In [1]:
from google.colab import drive
drive.mount('/content/drive')


Drive already mounted at /content/drive; to attempt to forcibly remount, call drive.mount("/content/drive", force_remount=True).


In [2]:
!pip install unsloth torch pandas duckduckgo_search



In [3]:
from unsloth import FastLanguageModel
from transformers import AutoTokenizer

def load_llama_model():
    model, tokenizer = FastLanguageModel.from_pretrained(
        model_name = "unsloth/llama-3-8b-Instruct-bnb-4bit",  # or whichever you're using
        max_seq_length = 2048,
        dtype = torch.float16,  # ✅ explicitly set dtype
        load_in_4bit = True,
    )
    model.eval()
    return model, tokenizer


🦥 Unsloth: Will patch your computer to enable 2x faster free finetuning.
🦥 Unsloth Zoo will now patch everything to make training faster!


In [None]:
import os
import pandas as pd
import torch
from duckduckgo_search import DDGS



device = "cuda" if torch.cuda.is_available() else "cpu"
if device != "cuda":
    print("⚠️ No GPU found. This may be slow or cause issues with large models.")

model, tokenizer = load_llama_model()

def duckduckgo_density_search(ingredient: str) -> str:
    clean_ingredient = ingredient.strip()
    if clean_ingredient.startswith("[") and clean_ingredient.endswith("]"):
        clean_ingredient = clean_ingredient[1:-1].replace("'", "").strip()

    query = f"{clean_ingredient} density in g/ml OR {clean_ingredient} grams per cup"
    try:
        with DDGS() as ddgs:
            results = ddgs.text(query, max_results=3)
            for r in results:
                snippet = r.get("body", "")
                if "g" in snippet and any(unit in snippet for unit in ["ml", "cup", "grams"]):
                    return snippet
    except Exception as e:
        print(f"[❌] DuckDuckGo search failed: {e}")
    return "NOT_FOUND"

def process_ingredient_list(ingredient_text: str, recipe_steps: str) -> tuple[str, str]:
    """
    First prompt: process ingredients with recipe steps to generate:
      - Standard format (e.g., "2 cups flour, 1 tsp salt")
      - Metric conversion (e.g., "240g flour, 5g salt")
    If NEED_SEARCH is detected in the metric conversion, call DuckDuckGo and
    then use a secondary prompt with the density info.
    """
    prompt = f"""### Instruction:
Convert this list of ingredients into a standardized format with inferred quantities where possible, and convert them to metric.

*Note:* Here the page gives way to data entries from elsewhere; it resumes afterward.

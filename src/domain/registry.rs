//! Named aggregate of child nodes.
//!
//! Children live in a generational arena. Every `add*` call hands back a typed
//! [`Field`] handle which stays valid for the registry that issued it and for
//! any deep clone of it. Replacing or removing a child frees its slot, so a
//! stale handle fails with `FieldNotFound` instead of reaching a newer child.

use std::any::Any;
use std::collections::HashMap;
use std::fmt;
use std::marker::PhantomData;

use generational_arena::{Arena, Index};
use serde_json::{Map, Value};
use tracing::{debug, instrument, trace};

use crate::domain::aggregate::Aggregate;
use crate::domain::collection::{Array, Sequence};
use crate::domain::document::merge;
use crate::domain::error::{DomainError, DomainResult};
use crate::domain::node::{downcast, downcast_mut, Document, Node, Property};
use crate::domain::scalar::{Scalar, ScalarValue};

/// Typed handle to a child of a [`Registry`].
pub struct Field<N> {
    index: Index,
    name: Option<String>,
    _kind: PhantomData<fn() -> N>,
}

impl<N> Field<N> {
    fn new(index: Index, name: Option<String>) -> Self {
        Self {
            index,
            name,
            _kind: PhantomData,
        }
    }

    pub fn name(&self) -> Option<&str> {
        self.name.as_deref()
    }

    fn label(&self) -> String {
        match &self.name {
            Some(name) => name.clone(),
            None => format!("<anonymous {:?}>", self.index.into_raw_parts()),
        }
    }
}

impl<N> Clone for Field<N> {
    fn clone(&self) -> Self {
        Self::new(self.index, self.name.clone())
    }
}

impl<N> fmt::Debug for Field<N> {
    fn fmt(&self, f: &mut fmt::Formatter<'_>) -> fmt::Result {
        f.debug_struct("Field")
            .field("name", &self.name)
            .field("index", &self.index)
            .finish()
    }
}

/// Named, owned collection of child nodes; itself a node, so registries nest.
#[derive(Debug, Clone)]
pub struct Registry {
    name: Option<String>,
    children: Arena<Box<dyn Node>>,
    /// Declaration order; later children win key collisions on save.
    order: Vec<Index>,
    names: HashMap<String, Index>,
}

impl Default for Registry {
    fn default() -> Self {
        Self::anonymous()
    }
}

impl Registry {
    pub fn new(name: impl Into<String>) -> Self {
        Self::with_name(Some(name.into()))
    }

    /// Registry whose children save and load at the parent's level.
    pub fn anonymous() -> Self {
        Self::with_name(None)
    }

    fn with_name(name: Option<String>) -> Self {
        Self {
            name,
            children: Arena::new(),
            order: Vec::new(),
            names: HashMap::new(),
        }
    }

    pub fn len(&self) -> usize {
        self.children.len()
    }

    pub fn is_empty(&self) -> bool {
        self.children.is_empty()
    }

    pub fn contains(&self, name: &str) -> bool {
        self.names.contains_key(name)
    }

    /// Names of the named children in declaration order.
    pub fn names(&self) -> impl Iterator<Item = &str> {
        self.iter().filter_map(|child| child.name())
    }

    /// Children in declaration order.
    pub fn iter(&self) -> impl Iterator<Item = &dyn Node> {
        self.order
            .iter()
            .filter_map(|index| self.children.get(*index))
            .map(|child| child.as_ref())
    }

    /// Register `node`, dropping any child already registered under its name.
    #[instrument(level = "trace", skip(self, node), fields(registry = ?self.name))]
    pub fn add<N: Node>(&mut self, node: N) -> Field<N> {
        let name = node.name().map(str::to_owned);
        if let Some(name) = &name {
            if self.remove(name) {
                debug!(name = name.as_str(), "replaced existing property");
            }
        }
        let index = self.children.insert(Box::new(node));
        self.order.push(index);
        if let Some(name) = &name {
            self.names.insert(name.clone(), index);
        }
        Field::new(index, name)
    }

    pub fn add_value<T: ScalarValue>(&mut self, name: impl Into<String>, default: T) -> Field<Scalar<T>> {
        self.add(Scalar::new(name, default))
    }

    pub fn add_default<T: ScalarValue + Default>(&mut self, name: impl Into<String>) -> Field<Scalar<T>> {
        self.add(Scalar::with_default(name))
    }

    /// Register a deep copy of `aggregate` under the aggregate's own name.
    pub fn add_aggregate<T: Aggregate>(&mut self, aggregate: &T) -> Field<T> {
        self.add(aggregate.clone())
    }

    pub fn add_sequence<T: Aggregate>(&mut self, name: impl Into<String>) -> Field<Sequence<T>> {
        self.add(Sequence::new(name))
    }

    pub fn add_array<T: Aggregate, const N: usize>(&mut self, name: impl Into<String>) -> Field<Array<T, N>> {
        self.add(Array::new(name))
    }

    /// Drop the named child. Returns whether one was registered.
    pub fn remove(&mut self, name: &str) -> bool {
        match self.names.remove(name) {
            Some(index) => {
                self.children.remove(index);
                self.order.retain(|i| *i != index);
                true
            }
            None => false,
        }
    }

    pub fn node<N: Node>(&self, field: &Field<N>) -> DomainResult<&N> {
        let child = self
            .children
            .get(field.index)
            .ok_or_else(|| DomainError::FieldNotFound(field.label()))?;
        downcast::<N>(child.as_ref())
    }

    pub fn node_mut<N: Node>(&mut self, field: &Field<N>) -> DomainResult<&mut N> {
        let child = self
            .children
            .get_mut(field.index)
            .ok_or_else(|| DomainError::FieldNotFound(field.label()))?;
        downcast_mut::<N>(child.as_mut())
    }

    pub fn value<N: Property>(&self, field: &Field<N>) -> DomainResult<&N::Value> {
        Ok(self.node(field)?.value())
    }

    pub fn value_mut<N: Property>(&mut self, field: &Field<N>) -> DomainResult<&mut N::Value> {
        Ok(self.node_mut(field)?.value_mut())
    }

    pub fn set<N: Property>(&mut self, field: &Field<N>, value: N::Value) -> DomainResult<()> {
        *self.value_mut(field)? = value;
        Ok(())
    }

    pub fn get_dyn(&self, name: &str) -> Option<&dyn Node> {
        let index = self.names.get(name)?;
        self.children.get(*index).map(|child| child.as_ref())
    }

    pub fn get_dyn_mut(&mut self, name: &str) -> Option<&mut dyn Node> {
        let index = self.names.get(name)?;
        self.children.get_mut(*index).map(|child| child.as_mut())
    }

    fn anonymous_indices(&self) -> Vec<Index> {
        self.order
            .iter()
            .copied()
            .filter(|index| {
                self.children
                    .get(*index)
                    .is_some_and(|child| child.name().is_none())
            })
            .collect()
    }

    /// Partial merge: named children present on both sides take the other
    /// side's values, anonymous children pair up by position.
    #[instrument(level = "trace", skip_all, fields(registry = ?self.name))]
    pub fn assign_from(&mut self, other: &Registry) -> DomainResult<()> {
        let mut anonymous = self.anonymous_indices().into_iter();
        for index in &other.order {
            let Some(source) = other.children.get(*index) else {
                continue;
            };
            let target = match source.name() {
                Some(name) => self.names.get(name).copied(),
                None => anonymous.next(),
            };
            if let Some(child) = target.and_then(|target| self.children.get_mut(target)) {
                child.assign(source.as_ref())?;
            }
        }
        Ok(())
    }
}

impl Node for Registry {
    fn name(&self) -> Option<&str> {
        self.name.as_deref()
    }

    fn clone_node(&self) -> Box<dyn Node> {
        Box::new(self.clone())
    }

    fn assign(&mut self, other: &dyn Node) -> DomainResult<()> {
        let source = other.as_registry().ok_or(DomainError::TypeMismatch {
            expected: "registry",
            found: other.kind(),
        })?;
        self.assign_from(source)
    }

    #[instrument(level = "trace", skip_all, fields(registry = ?self.name))]
    fn load(&mut self, doc: &Document) -> DomainResult<()> {
        let Value::Object(map) = doc else {
            return Err(DomainError::shape(self.name(), "object", doc));
        };
        for (key, value) in map {
            match self.names.get(key) {
                Some(index) => {
                    if let Some(child) = self.children.get_mut(*index) {
                        child.load(value)?;
                    }
                }
                None => trace!(key = key.as_str(), "ignoring unknown key"),
            }
        }
        for index in self.anonymous_indices() {
            if let Some(child) = self.children.get_mut(index) {
                child.load(doc)?;
            }
        }
        Ok(())
    }

    fn save_contents(&self) -> DomainResult<Document> {
        let mut merged = Value::Object(Map::new());
        for child in self.iter() {
            merge(&mut merged, &child.save()?);
        }
        Ok(merged)
    }

    fn as_any(&self) -> &dyn Any {
        self
    }

    fn as_any_mut(&mut self) -> &mut dyn Any {
        self
    }

    fn as_registry(&self) -> Option<&Registry> {
        Some(self)
    }

    fn as_registry_mut(&mut self) -> Option<&mut Registry> {
        Some(self)
    }
}

impl Property for Registry {
    type Value = Registry;

    fn value(&self) -> &Registry {
        self
    }

    fn value_mut(&mut self) -> &mut Registry {
        self
    }
}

Return as two lines only.
Line 1: Standard format (e.g., "2 cups flour, 1 tsp salt")
Line 2: Metric format (e.g., "240g flour, 5g salt")
If any metric data is missing, mention "NEED_SEARCH" in its place.

### Example:
Input: "flour, salt"
Recipe Steps: "Mix ingredients and bake."
Output:
"1 cup flour, 1/2 tsp salt"
"240g flour, 2.5g salt"

### Ingredients:
{ingredient_text}

### Recipe Steps:
{recipe_steps}

### Response:
"""
    inputs = tokenizer(prompt, return_tensors="pt").to(device)
    outputs = model.generate(
        **inputs,
        max_new_tokens=200,
        do_sample=True,
        temperature=0.7,
        eos_token_id=tokenizer.eos_token_id
    )
    response = tokenizer.decode(outputs[0], skip_special_tokens=True).strip()

    if "### Response:" in response:
        response = response.split("### Response:")[-1].strip()

    lines = response.split("\n")
    if len(lines) >= 2:
        standard_line = lines[0].strip()
        metric_line = lines[1].strip()
    else:
        standard_line, metric_line = response.strip(), ""

    # If metric conversion is incomplete, perform DuckDuckGo search and a secondary prompt.
    if "NEED_SEARCH" in metric_line:
        search_info = duckduckgo_density_search(ingredient_text)
        revised_prompt = f"""### Instruction:
Based on the following ingredients, recipe steps, and additional density information,
revise the metric conversion so that missing values are filled in.
Return as one line containing the complete metric conversion.
If density data is still missing for any ingredient, mention "NEED_SEARCH".

### Ingredients:
{ingredient_text}

### Recipe Steps:
{recipe_steps}

### Additional Density Information:
{search_info}

### Revised Metric Conversion:
"""
        revised_inputs = tokenizer(revised_prompt, return_tensors="pt").to(device)
        revised_outputs = model.generate(
            **revised_inputs,
            max_new_tokens=100,
            do_sample=True,
            temperature=0.7,
            eos_token_id=tokenizer.eos_token_id
        )
        revised_response = tokenizer.decode(revised_outputs[0], skip_special_tokens=True).strip()
        if revised_response:
            metric_line = revised_response

    return standard_line, metric_line

def main():
    input_csv = "/content/drive/MyDrive/demeter/batch-401to600.csv"
    output_csv = "/content/drive/MyDrive/demeter/opBatch-401to600.csv"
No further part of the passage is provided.